Problem description |
Nothing in the data should be altered when it is repeated in full.
>>>>
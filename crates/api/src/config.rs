use crate::auth::jwt::JwtConfig;

/// Server configuration loaded from environment variables.
///
/// All fields except the JWT secret have defaults suitable for local
/// development.
#[derive(Debug, Clone)]
pub struct ServerConfig {
    /// Bind address (default: `0.0.0.0`).
    pub host: String,
    /// Bind port (default: `3000`).
    pub port: u16,
    /// Allowed CORS origins, parsed from comma-separated `CORS_ORIGINS`.
    pub cors_origins: Vec<String>,
    /// HTTP request timeout in seconds (default: `30`).
    pub request_timeout_secs: u64,
    /// How long background services get to drain after shutdown (default: `10`).
    pub shutdown_timeout_secs: u64,
    /// Base URL of the editorial UI, used for links in approval emails.
    pub admin_base_url: String,
    pub jwt: JwtConfig,
}

impl ServerConfig {
    /// Load configuration from environment variables with defaults.
    ///
    /// | Env Var                 | Default                  |
    /// |-------------------------|--------------------------|
    /// | `HOST`                  | `0.0.0.0`                |
    /// | `PORT`                  | `3000`                   |
    /// | `CORS_ORIGINS`          | `http://localhost:5173`  |
    /// | `REQUEST_TIMEOUT_SECS`  | `30`                     |
    /// | `SHUTDOWN_TIMEOUT_SECS` | `10`                     |
    /// | `ADMIN_BASE_URL`        | `http://localhost:3000`  |
    pub fn from_env() -> Self {
        let host = std::env::var("HOST").unwrap_or_else(|_| "0.0.0.0".into());

        let port: u16 = std::env::var("PORT")
            .unwrap_or_else(|_| "3000".into())
            .parse()
            .expect("PORT must be a valid u16");

        let cors_origins: Vec<String> = std::env::var("CORS_ORIGINS")
            .unwrap_or_else(|_| "http://localhost:5173".into())
            .split(',')
            .map(|s| s.trim().to_string())
            .filter(|s| !s.is_empty())
            .collect();

        let request_timeout_secs: u64 = std::env::var("REQUEST_TIMEOUT_SECS")
            .unwrap_or_else(|_| "30".into())
            .parse()
            .expect("REQUEST_TIMEOUT_SECS must be a valid u64");

        let shutdown_timeout_secs: u64 = std::env::var("SHUTDOWN_TIMEOUT_SECS")
            .unwrap_or_else(|_| "10".into())
            .parse()
            .expect("SHUTDOWN_TIMEOUT_SECS must be a valid u64");

        let admin_base_url = std::env::var("ADMIN_BASE_URL")
            .unwrap_or_else(|_| "http://localhost:3000".into())
            .trim_end_matches('/')
            .to_string();

        Self {
            host,
            port,
            cors_origins,
            request_timeout_secs,
            shutdown_timeout_secs,
            admin_base_url,
            jwt: JwtConfig::from_env(),
        }
    }
}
<<<<
Answer section |
filename crates/api/src/config.rs
use crate::auth::jwt::JwtConfig;

/// Server configuration loaded from environment variables.
///
/// All fields except the JWT secret have defaults suitable for local
/// development.
#[derive(Debug, Clone)]
pub struct ServerConfig {
    /// Bind address (default: `0.0.0.0`).
    pub host: String,
    /// Bind port (default: `3000`).
    pub port: u16,
    /// Allowed CORS origins, parsed from comma-separated `CORS_ORIGINS`.
    pub cors_origins: Vec<String>,
    /// HTTP request timeout in seconds (default: `30`).
    pub request_timeout_secs: u64,
    /// How long background services get to drain after shutdown (default: `10`).
    pub shutdown_timeout_secs: u64,
    /// Base URL of the editorial UI, used for links in approval emails.
    pub admin_base_url: String,
    pub jwt: JwtConfig,
}

impl ServerConfig {
    /// Load configuration from environment variables with defaults.
    ///
    /// | Env Var                 | Default                  |
    /// |-------------------------|--------------------------|
    /// | `HOST`                  | `0.0.0.0`                |
    /// | `PORT`                  | `3000`                   |
    /// | `CORS_ORIGINS`          | `http://localhost:5173`  |
    /// | `REQUEST_TIMEOUT_SECS`  | `30`                     |
    /// | `SHUTDOWN_TIMEOUT_SECS` | `10`                     |
    /// | `ADMIN_BASE_URL`        | `http://localhost:3000`  |
    pub fn from_env() -> Self {
        let host = std::env::var("HOST").unwrap_or_else(|_| "0.0.0.0".into());

        let port: u16 = std::env::var("PORT")
            .unwrap_or_else(|_| "3000".into())
            .parse()
            .expect("PORT must be a valid u16");

        let cors_origins: Vec<String> = std::env::var("CORS_ORIGINS")
            .unwrap_or_else(|_| "http://localhost:5173".into())
            .split(',')
            .map(|s| s.trim().to_string())
            .filter(|s| !s.is_empty())
            .collect();

        let request_timeout_secs: u64 = std::env::var("REQUEST_TIMEOUT_SECS")
            .unwrap_or_else(|_| "30".into())
            .parse()
            .expect("REQUEST_TIMEOUT_SECS must be a valid u64");

        let shutdown_timeout_secs: u64 = std::env::var("SHUTDOWN_TIMEOUT_SECS")
            .unwrap_or_else(|_| "10".into())
            .parse()
            .expect("SHUTDOWN_TIMEOUT_SECS must be a valid u64");

        let admin_base_url = std::env::var("ADMIN_BASE_URL")
            .unwrap_or_else(|_| "http://localhost:3000".into())
            .trim_end_matches('/')
            .to_string();

        Self {
            host,
            port,
            cors_origins,
            request_timeout_secs,
            shutdown_timeout_secs,
            admin_base_url,
            jwt: JwtConfig::from_env(),
        }
    }
}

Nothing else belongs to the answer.